BEGIN STUDY MATERIAL
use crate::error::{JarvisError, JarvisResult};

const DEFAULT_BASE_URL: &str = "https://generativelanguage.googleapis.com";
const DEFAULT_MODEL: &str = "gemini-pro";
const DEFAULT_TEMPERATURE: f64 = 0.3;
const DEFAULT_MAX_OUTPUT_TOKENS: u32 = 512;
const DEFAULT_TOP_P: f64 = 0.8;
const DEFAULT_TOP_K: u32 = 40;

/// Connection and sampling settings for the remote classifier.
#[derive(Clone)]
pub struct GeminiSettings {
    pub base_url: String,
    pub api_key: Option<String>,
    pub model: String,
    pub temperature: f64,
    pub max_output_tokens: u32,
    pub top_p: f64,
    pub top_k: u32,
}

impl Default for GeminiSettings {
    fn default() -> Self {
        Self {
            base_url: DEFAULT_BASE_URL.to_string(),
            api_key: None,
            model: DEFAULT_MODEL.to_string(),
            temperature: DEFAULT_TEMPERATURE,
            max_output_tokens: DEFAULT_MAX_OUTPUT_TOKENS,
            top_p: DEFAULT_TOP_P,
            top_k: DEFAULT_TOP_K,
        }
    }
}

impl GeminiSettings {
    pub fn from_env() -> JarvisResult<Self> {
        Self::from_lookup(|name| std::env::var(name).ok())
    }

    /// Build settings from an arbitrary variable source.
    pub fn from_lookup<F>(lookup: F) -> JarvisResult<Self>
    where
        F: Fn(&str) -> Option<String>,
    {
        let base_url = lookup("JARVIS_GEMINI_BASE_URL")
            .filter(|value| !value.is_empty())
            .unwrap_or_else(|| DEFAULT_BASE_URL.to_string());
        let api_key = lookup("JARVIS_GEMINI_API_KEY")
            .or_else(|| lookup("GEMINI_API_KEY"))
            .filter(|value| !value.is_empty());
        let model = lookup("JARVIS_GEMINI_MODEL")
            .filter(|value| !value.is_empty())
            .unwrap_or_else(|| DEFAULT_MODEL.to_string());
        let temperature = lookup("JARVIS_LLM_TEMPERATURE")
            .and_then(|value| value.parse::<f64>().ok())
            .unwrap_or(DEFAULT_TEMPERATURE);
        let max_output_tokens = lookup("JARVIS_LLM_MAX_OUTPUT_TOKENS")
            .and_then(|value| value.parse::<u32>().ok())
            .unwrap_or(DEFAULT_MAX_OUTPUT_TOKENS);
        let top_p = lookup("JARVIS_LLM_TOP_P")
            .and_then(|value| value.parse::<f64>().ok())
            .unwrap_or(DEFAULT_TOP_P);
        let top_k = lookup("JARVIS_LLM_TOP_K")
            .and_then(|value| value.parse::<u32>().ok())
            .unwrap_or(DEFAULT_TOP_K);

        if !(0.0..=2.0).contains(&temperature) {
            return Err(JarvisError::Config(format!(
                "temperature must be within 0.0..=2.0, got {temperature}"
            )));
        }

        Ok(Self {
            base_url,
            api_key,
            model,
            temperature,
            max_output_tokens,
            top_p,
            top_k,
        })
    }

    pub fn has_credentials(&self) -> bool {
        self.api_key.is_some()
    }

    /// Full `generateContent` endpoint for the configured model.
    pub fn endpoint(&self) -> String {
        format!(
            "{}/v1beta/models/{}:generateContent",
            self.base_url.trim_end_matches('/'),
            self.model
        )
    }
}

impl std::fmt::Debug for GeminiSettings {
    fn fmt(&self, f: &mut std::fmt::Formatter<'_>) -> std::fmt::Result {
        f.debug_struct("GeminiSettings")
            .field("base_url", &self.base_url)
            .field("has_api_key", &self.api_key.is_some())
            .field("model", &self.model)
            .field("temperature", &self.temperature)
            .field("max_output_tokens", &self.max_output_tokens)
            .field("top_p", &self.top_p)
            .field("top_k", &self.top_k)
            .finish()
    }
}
END STUDY MATERIAL
BEGIN STUDY MATERIAL
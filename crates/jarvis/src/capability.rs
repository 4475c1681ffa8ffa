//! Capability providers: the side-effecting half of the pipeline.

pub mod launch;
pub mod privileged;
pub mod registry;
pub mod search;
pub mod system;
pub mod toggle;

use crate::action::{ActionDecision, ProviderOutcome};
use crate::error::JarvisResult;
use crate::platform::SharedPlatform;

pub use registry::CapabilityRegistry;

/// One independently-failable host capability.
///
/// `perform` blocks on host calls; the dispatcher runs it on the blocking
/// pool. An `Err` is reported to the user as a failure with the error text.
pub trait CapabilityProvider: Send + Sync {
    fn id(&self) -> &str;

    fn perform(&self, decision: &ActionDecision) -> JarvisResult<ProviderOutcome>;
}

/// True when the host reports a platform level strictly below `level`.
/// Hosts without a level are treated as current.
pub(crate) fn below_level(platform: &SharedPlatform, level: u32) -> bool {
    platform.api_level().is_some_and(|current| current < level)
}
END STUDY MATERIAL
Say how many lines above contain the string "ActionDecision", writing only the number.

- RESULT
2